Punan Batu Benau Community: the Oldest Forest Tribe with an Ancient Language
Bulungan. In the interior of North Kalimantan Province, there still exists a forest tribe that truly lives within the jungle. This tribe is dubbed the last hunters and gatherers of Kalimantan.
Its name is the Punan Batu Benau Community, a small group living along the upper banks of the Sajau River and the surrounding forests of Mount Benau, precisely in Neighborhood Unit 11, Sajau Village, Tanjung Palas District, Bulungan Regency, North Kalimantan Province.
They inhabit cave dwellings scattered throughout the Mount Benau forest. The community consists of 35 households with a total of 106 people.
From birth until old age, they have spent their lives entirely in the forest. This community still relies on ancestral traditions to utilize forest resources. Almost every aspect of their lives depends on the forest’s existence.
They do not recognize permanent houses as dwellings. When leaving their caves, they only build huts made of bamboo with tarpaulin roofs, usually along the Sajau River. Their daily life consists of roaming the Mount Benau forest in search of food sources.
They gather various foods and medicines from nature. As for modern medicine, the only one they know is Bodrex (a common painkiller). In terms of education, they have never attended school, learning only from ancestral wisdom passed down orally. This community truly lives differently from mainstream society. They only know how to survive in the forest and refuse to engage with the outside world.
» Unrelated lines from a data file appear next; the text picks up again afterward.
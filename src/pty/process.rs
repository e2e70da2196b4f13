//! PTY process management
//!
//! Handles spawning processes on a pseudo-terminal, including:
//! - Allocating the master/slave pair
//! - Making the slave the child's controlling terminal
//! - Mapping termination to a single exit code
//! - Killing the child's whole process group

use std::collections::BTreeMap;
use std::fs::OpenOptions;
use std::io;
use std::os::fd::{AsRawFd, BorrowedFd, FromRawFd, IntoRawFd, OwnedFd};
use std::os::unix::fs::OpenOptionsExt;
use std::os::unix::process::{CommandExt, ExitStatusExt};
use std::path::PathBuf;
use std::process::{Child, Command, ExitStatus, Stdio};

use nix::errno::Errno;
use nix::fcntl::OFlag;
use nix::pty::{grantpt, posix_openpt, ptsname_r, unlockpt, Winsize};
use nix::sys::signal::{killpg, Signal};
use nix::unistd::{setsid, Pid};
use thiserror::Error;

/// Exit code reported when the program does not exist
pub const EXIT_NOT_FOUND: i32 = 127;

/// Exit code reported when the program exists but cannot be executed
pub const EXIT_CANNOT_EXECUTE: i32 = 126;

/// Offset added to the signal number of a signal-terminated child
pub const EXIT_SIGNAL_BASE: i32 = 128;

/// Errors that can occur during PTY operations
#[derive(Error, Debug)]
pub enum PtyError {
    #[error("Failed to open PTY: {0}")]
    OpenFailed(#[source] Errno),

    #[error("Failed to open PTY slave: {0}")]
    OpenSlaveFailed(#[source] io::Error),

    #[error("Failed to spawn process: {0}")]
    SpawnFailed(#[source] io::Error),

    #[error("Failed to wait for process: {0}")]
    WaitFailed(#[source] io::Error),

    #[error("Failed to resize PTY: {0}")]
    ResizeFailed(#[source] io::Error),

    #[error("PTY system error: {0}")]
    SystemError(#[from] Errno),
}

/// Result type for PTY operations
pub type PtyResult<T> = Result<T, PtyError>;

/// Terminal size configuration
#[derive(Debug, Clone, Copy, PartialEq, Eq)]
pub struct TerminalSize {
    pub cols: u16,
    pub rows: u16,
}

impl Default for TerminalSize {
    fn default() -> Self {
        Self { cols: 80, rows: 24 }
    }
}

impl TerminalSize {
    /// Create a new terminal size
    pub fn new(cols: u16, rows: u16) -> Self {
        Self { cols, rows }
    }

    /// Read the size of the terminal behind `fd`, if it is one
    pub fn of_terminal(fd: BorrowedFd<'_>) -> Option<Self> {
        let mut ws = Self::default().to_winsize();
        // SAFETY: TIOCGWINSZ writes a `winsize` into the pointed-to struct.
        let rc = unsafe { libc::ioctl(fd.as_raw_fd(), libc::TIOCGWINSZ, &mut ws) };
        if rc < 0 || ws.ws_col == 0 || ws.ws_row == 0 {
            return None;
        }
        Some(Self::new(ws.ws_col, ws.ws_row))
    }

    /// Apply this size to a pty (either side)
    pub fn apply(self, pty: BorrowedFd<'_>) -> PtyResult<()> {
        let ws = self.to_winsize();
        // SAFETY: TIOCSWINSZ only reads the pointed-to struct.
        let rc = unsafe { libc::ioctl(pty.as_raw_fd(), libc::TIOCSWINSZ, &ws) };
        if rc < 0 {
            return Err(PtyError::ResizeFailed(io::Error::last_os_error()));
        }
        Ok(())
    }

    fn to_winsize(self) -> Winsize {
        Winsize {
            ws_row: self.rows,
            ws_col: self.cols,
            ws_xpixel: 0,
            ws_ypixel: 0,
        }
    }
}

/// A freshly allocated pseudo-terminal
///
/// Both descriptors are close-on-exec; the slave only reaches a child through
/// explicit stdio redirection.
#[derive(Debug)]
pub struct PtyPair {
    /// Display side, handed to the front-end
    pub master: OwnedFd,
    /// Terminal side, becomes the child's controlling terminal
    pub slave: OwnedFd,
}

impl PtyPair {
    /// Allocate a new pty pair
    ///
    /// Both ends are opened with `O_CLOEXEC` so a child forked by another
    /// session thread can never inherit them.
    pub fn open() -> PtyResult<Self> {
        let master = posix_openpt(OFlag::O_RDWR | OFlag::O_NOCTTY | OFlag::O_CLOEXEC)
            .map_err(PtyError::OpenFailed)?;
        grantpt(&master).map_err(PtyError::OpenFailed)?;
        unlockpt(&master).map_err(PtyError::OpenFailed)?;
        let slave_path = ptsname_r(&master).map_err(PtyError::OpenFailed)?;

        // std opens with O_CLOEXEC
        let slave = OpenOptions::new()
            .read(true)
            .write(true)
            .custom_flags(libc::O_NOCTTY)
            .open(&slave_path)
            .map_err(PtyError::OpenSlaveFailed)?;

        // SAFETY: the descriptor comes straight from posix_openpt and is
        // owned by nothing else once `master` is consumed.
        let master = unsafe { OwnedFd::from_raw_fd(master.into_raw_fd()) };
        Ok(Self {
            master,
            slave: slave.into(),
        })
    }
}

/// Everything needed to start a command on a pty slave
#[derive(Debug)]
pub struct ChildCommand {
    /// Program to execute, looked up in `PATH` when relative
    pub program: String,
    /// Arguments after the program name
    pub args: Vec<String>,
    /// Working directory; inherited when `None`
    pub cwd: Option<PathBuf>,
    /// Value of `TERM`, applied before `env`
    pub term: String,
    /// Variables layered over the inherited environment
    pub env: BTreeMap<String, String>,
    /// Alternate standard input; the slave is used when `None`
    pub stdin: Option<OwnedFd>,
}

impl ChildCommand {
    /// Create a command with the default terminal type
    pub fn new(program: impl Into<String>) -> Self {
        Self {
            program: program.into(),
            args: Vec::new(),
            cwd: None,
            term: "xterm-256color".to_string(),
            env: BTreeMap::new(),
            stdin: None,
        }
    }

    /// Start the command with `slave` as its controlling terminal
    ///
    /// The child leads a new session (and therefore a new process group) and
    /// acquires the slave with `TIOCSCTTY`, so job control and resizing work.
    /// Standard output and error always go to the slave.
    pub fn spawn(self, slave: BorrowedFd<'_>) -> PtyResult<PtyChild> {
        let mut command = Command::new(&self.program);
        command.args(&self.args);
        if let Some(cwd) = &self.cwd {
            command.current_dir(cwd);
        }
        command.env("TERM", &self.term);
        command.envs(&self.env);

        let stdin = match self.stdin {
            Some(fd) => Stdio::from(fd),
            None => Stdio::from(slave.try_clone_to_owned().map_err(PtyError::SpawnFailed)?),
        };
        let stdout = slave.try_clone_to_owned().map_err(PtyError::SpawnFailed)?;
        let stderr = slave.try_clone_to_owned().map_err(PtyError::SpawnFailed)?;
        command
            .stdin(stdin)
            .stdout(Stdio::from(stdout))
            .stderr(Stdio::from(stderr));

        // SAFETY: pre_exec runs after fork() but before exec() in the child
        // process. setsid and ioctl are async-signal-safe.
        unsafe {
            command.pre_exec(|| {
                setsid()?;
                if libc::ioctl(libc::STDOUT_FILENO, libc::TIOCSCTTY as _, 0) < 0 {
                    return Err(io::Error::last_os_error());
                }
                Ok(())
            });
        }

        let child = command.spawn().map_err(PtyError::SpawnFailed)?;
        // Dropping the command closes the parent's copies of the stdio ends.
        drop(command);

        Ok(PtyChild::new(child))
    }
}

/// A running child that leads its own process group
#[derive(Debug)]
pub struct PtyChild {
    child: Child,
    pgid: Pid,
}

impl PtyChild {
    fn new(child: Child) -> Self {
        let pgid = Pid::from_raw(child.id() as i32);
        Self { child, pgid }
    }

    /// Process ID of the child (also its process group ID)
    pub fn pid(&self) -> u32 {
        self.child.id()
    }

    /// Check for termination without blocking
    pub fn try_wait(&mut self) -> PtyResult<Option<i32>> {
        let status = self.child.try_wait().map_err(PtyError::WaitFailed)?;
        Ok(status.map(exit_code))
    }

    /// Block until the child terminates
    pub fn wait(&mut self) -> PtyResult<i32> {
        let status = self.child.wait().map_err(PtyError::WaitFailed)?;
        Ok(exit_code(status))
    }

    /// SIGKILL every process in the child's group
    ///
    /// A group that is already gone is not an error.
    pub fn kill_group(&self) -> PtyResult<()> {
        kill_process_group(self.pgid)
    }
}

/// SIGKILL a process group, ignoring groups that no longer exist
pub fn kill_process_group(pgid: Pid) -> PtyResult<()> {
    match killpg(pgid, Signal::SIGKILL) {
        Ok(()) | Err(Errno::ESRCH) => Ok(()),
        Err(e) => Err(PtyError::SystemError(e)),
    }
}

/// Map a termination status to one integer
///
/// Normal exit reports its own code; death by signal `n` reports `128 + n`,
/// the shell convention.
pub fn exit_code(status: ExitStatus) -> i32 {
    match (status.code(), status.signal()) {
        (Some(code), _) => code,
        (None, Some(signal)) => EXIT_SIGNAL_BASE + signal,
        (None, None) => EXIT_SIGNAL_BASE,
    }
}

/// Exit code reported when the command could not be started at all
pub fn spawn_failure_code(err: &PtyError) -> i32 {
    match err {
        PtyError::SpawnFailed(e) if e.kind() == io::ErrorKind::NotFound => EXIT_NOT_FOUND,
        _ => EXIT_CANNOT_EXECUTE,
    }
}
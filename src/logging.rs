//! Logging setup shared by both binaries
//!
//! Output always goes to stderr: the front-end's stdout carries the pty
//! relay, and a standalone agent's stdout is `/dev/null`.

use tracing::Level;
use tracing_subscriber::{EnvFilter, FmtSubscriber};

/// Pick the default level: `quiet` unless the verbosity flag is set
///
/// The front-end shares its stderr with the user's terminal and passes
/// `WARN`; the agent passes `INFO`.
pub fn default_level(verbose: bool, quiet: Level) -> Level {
    if verbose {
        Level::DEBUG
    } else {
        quiet
    }
}

/// Install the global subscriber
///
/// `RUST_LOG` overrides the level picked from `verbose`. Calling this more
/// than once keeps the first subscriber.
pub fn init(verbose: bool, quiet: Level) {
    let level = default_level(verbose, quiet);
    let filter = EnvFilter::try_from_default_env()
        .unwrap_or_else(|_| EnvFilter::new(level.as_str().to_lowercase()));

    let _ = FmtSubscriber::builder()
        .with_env_filter(filter)
        .with_writer(std::io::stderr)
        .with_target(false)
        .compact()
        .try_init();
}
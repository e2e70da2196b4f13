//! Execution contexts
//!
//! Starting an agent inside a context (a container, or the host) and keeping
//! the control channel to it.

mod channel;
mod entry;

pub use channel::*;
pub use entry::*;
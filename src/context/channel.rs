//! Control channel to an agent
//!
//! The front-end keeps one end of a seqpacket socket pair; the agent receives
//! the other at descriptor 3. The channel is only used to hand over session
//! sockets and to ask the agent to stop accepting.

use std::io;
use std::os::fd::{AsFd, AsRawFd, OwnedFd, RawFd};
use std::os::unix::process::CommandExt;
use std::process::{Child, Stdio};

use nix::errno::Errno;
use tracing::{debug, info, warn};

use super::entry::{AgentCommand, ContextEntry, LaunchError, LaunchResult};
use crate::protocol::{send_datagram, seqpacket_pair, CommandSpec, CONTROL_FD, CONTROL_PAYLOAD};
use crate::session::{SessionProxy, SessionResult};

/// Front-end side of the connection to one agent
#[derive(Debug)]
pub struct ControlChannel {
    socket: OwnedFd,
    /// Process started by the context entry, reaped when the channel goes away
    agent: Option<Child>,
}

impl ControlChannel {
    /// Start an agent inside `context` and connect to it
    ///
    /// Returns as soon as the process is spawned; the agent's readiness is
    /// only observed through the first session.
    pub fn establish(
        entry: &dyn ContextEntry,
        context: Option<&str>,
        agent: &AgentCommand,
    ) -> LaunchResult<Self> {
        let (ours, theirs) = seqpacket_pair()?;

        let mut command = entry.command(context, agent)?;
        let program = command.get_program().to_string_lossy().into_owned();
        command.stdin(Stdio::null());

        let their_fd = theirs.as_raw_fd();
        // SAFETY: pre_exec runs after fork() but before exec() in the child
        // process. install_control_fd only calls fcntl and dup2.
        unsafe {
            command.pre_exec(move || install_control_fd(their_fd));
        }

        let child = command.spawn().map_err(|e| match e.kind() {
            io::ErrorKind::NotFound => LaunchError::EntryMissing {
                program: program.clone(),
                source: e,
            },
            _ => LaunchError::Spawn(e),
        })?;
        drop(command);
        drop(theirs);

        info!(
            "Started agent through {} entry (context: {}, pid {})",
            entry.name(),
            context.unwrap_or("host"),
            child.id()
        );

        Ok(Self {
            socket: ours,
            agent: Some(child),
        })
    }

    /// Wrap an already connected control socket
    pub fn from_socket(socket: OwnedFd) -> Self {
        Self {
            socket,
            agent: None,
        }
    }

    /// Hand a session socket end to the agent
    ///
    /// The descriptor is transferred in a single datagram and closed here.
    pub fn request_session(&self, session_end: OwnedFd) -> Result<(), Errno> {
        send_datagram(self.socket.as_fd(), CONTROL_PAYLOAD, &[session_end.as_fd()])
    }

    /// Open a session and send its command
    pub fn create_session(&self, spec: CommandSpec) -> SessionResult<SessionProxy> {
        let mut session = SessionProxy::create(self)?;
        session.start(spec)?;
        Ok(session)
    }

    /// Ask the agent to stop accepting sessions and close the channel
    ///
    /// Sessions that are already running are not affected.
    pub fn shutdown(self) {
        match send_datagram(self.socket.as_fd(), CONTROL_PAYLOAD, &[]) {
            Ok(()) => debug!("Sent shutdown to agent"),
            Err(Errno::EPIPE) | Err(Errno::ECONNRESET) => debug!("Agent already gone"),
            Err(e) => warn!("Failed to send shutdown to agent: {}", e),
        }
    }
}

impl Drop for ControlChannel {
    fn drop(&mut self) {
        if let Some(mut child) = self.agent.take() {
            // The agent exits once the socket closes, right after this returns
            std::thread::spawn(move || match child.wait() {
                Ok(status) => debug!("Agent process exited: {}", status),
                Err(e) => warn!("Failed to reap agent process: {}", e),
            });
        }
    }
}

/// Put `fd` at the control slot in a freshly forked child
fn install_control_fd(fd: RawFd) -> io::Result<()> {
    // SAFETY: plain descriptor syscalls on descriptors owned by this process.
    unsafe {
        if fd == CONTROL_FD {
            let flags = libc::fcntl(fd, libc::F_GETFD);
            if flags < 0 || libc::fcntl(fd, libc::F_SETFD, flags & !libc::FD_CLOEXEC) < 0 {
                return Err(io::Error::last_os_error());
            }
        } else if libc::dup2(fd, CONTROL_FD) < 0 {
            return Err(io::Error::last_os_error());
        }
    }
    Ok(())
}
For them, the forest is not merely a place to find food but also a fortress of identity and a cultural space. From the forest, they obtain tubers, honey, forest products, and hunted animals. In the past, the forest also provided economic resources such as agarwood, balam wood, and swiftlet nests, which they sold to the heirs of Sultan Maulana Bulungan. But now, the situation has changed drastically.
Adi Prasetijo, an anthropology lecturer at Diponegoro University and Head of the Integrated Team for Punan Batu Customary Forest Verification, explained that this community is the last forest tribe in Borneo. Genetic research has revealed that their DNA is among the oldest in the world, and they even possess an ancient language little known elsewhere.
Their traditions and way of life fall into the hunter-gatherer category, a lifestyle that should only exist in the ancestral history of the Indonesian people.
The community was also awarded the 2024 Kalpataru Award in the Environmental Savior category. This award, stated in the Minister of Environment and Forestry Decree No. 574/2024, serves as national recognition of their commitment to protecting the forest, even though in reality the forest continues to be under threat.
A Threatened Living Space
For their survival, in June 2023, the Bulungan Regency Government, through Regent Syarwani, handed over an official recognition document of Indigenous Peoples’ rights to Punan Batu elders. This recognition was also supported by the Nusantara Nature Conservation Foundation (YKAN). It serves as a foundation for them to secure rights to manage forests and natural resources in their territory.
Nevertheless, their existence is increasingly threatened by forest clearing, which has drastically reduced their roaming territory. Land clearing for plantations is among the greatest threats to their survival.
“The forest is already dwindling,” said Adi Prasetijo. Based on compiled information, the Punan Batu Community is currently striving to save forests being massively encroached upon.
They have even submitted an official letter to the North Kalimantan Forestry Law Enforcement Complaint Post, urging strict action to stop environmental destruction.
The area they protect is actually in the process of being proposed as a geopark to the Ministry of Energy and Mineral Resources. However, instead of being preserved, the area has repeatedly been subjected to encroachment.
Akim Asut, an elder of the Punan Batu Benau–Sajau community, said that at Mount Batu Benau, the traditional habitat of swiftlet nests inherited for generations, encroachment has been carried out using heavy machinery, accompanied by land transactions with outsiders.
“In this area, forest encroachment is done with heavy equipment, and land is being sold to outsiders,” he explained.
This destruction has affected an expanse of 18,000 hectares, which in fact serves as the home of the Punan Batu. In accordance with Presidential Regulation No. 5/2025, anyone engaging in forest encroachment may be subject to criminal penalties and fines.
Now, they can only hope for law enforcement by the central government. They feel overwhelmed in safeguarding the environment that is their very source of life. “We hope the central government can put an end to this destruction,” they plead.
Meanwhile, YKAN’s Senior Terrestrial Program Manager, Niel Makinuddin, emphasized that the Punan Batu Benau–Sajau Indigenous community has been officially recognized through the Bulungan Regent’s decree and the 2024 Kalpataru Award. The government should therefore prioritize the protection of their living space.
“As the last hunter-gatherer group in Kalimantan, they urgently need protection as their living space is increasingly threatened,” he said.
According to him, the most urgent need of the Punan Batu is legal certainty over their living territory. The ongoing technical verification process is seen as an important momentum to ensure the legality and security of their customary land.
YKAN stresses that the acceleration of the Punan Batu Customary Forest designation by the Ministry of Environment and Forestry is the key to saving Kalimantan’s last forest-dwelling community from encroachment and deforestation.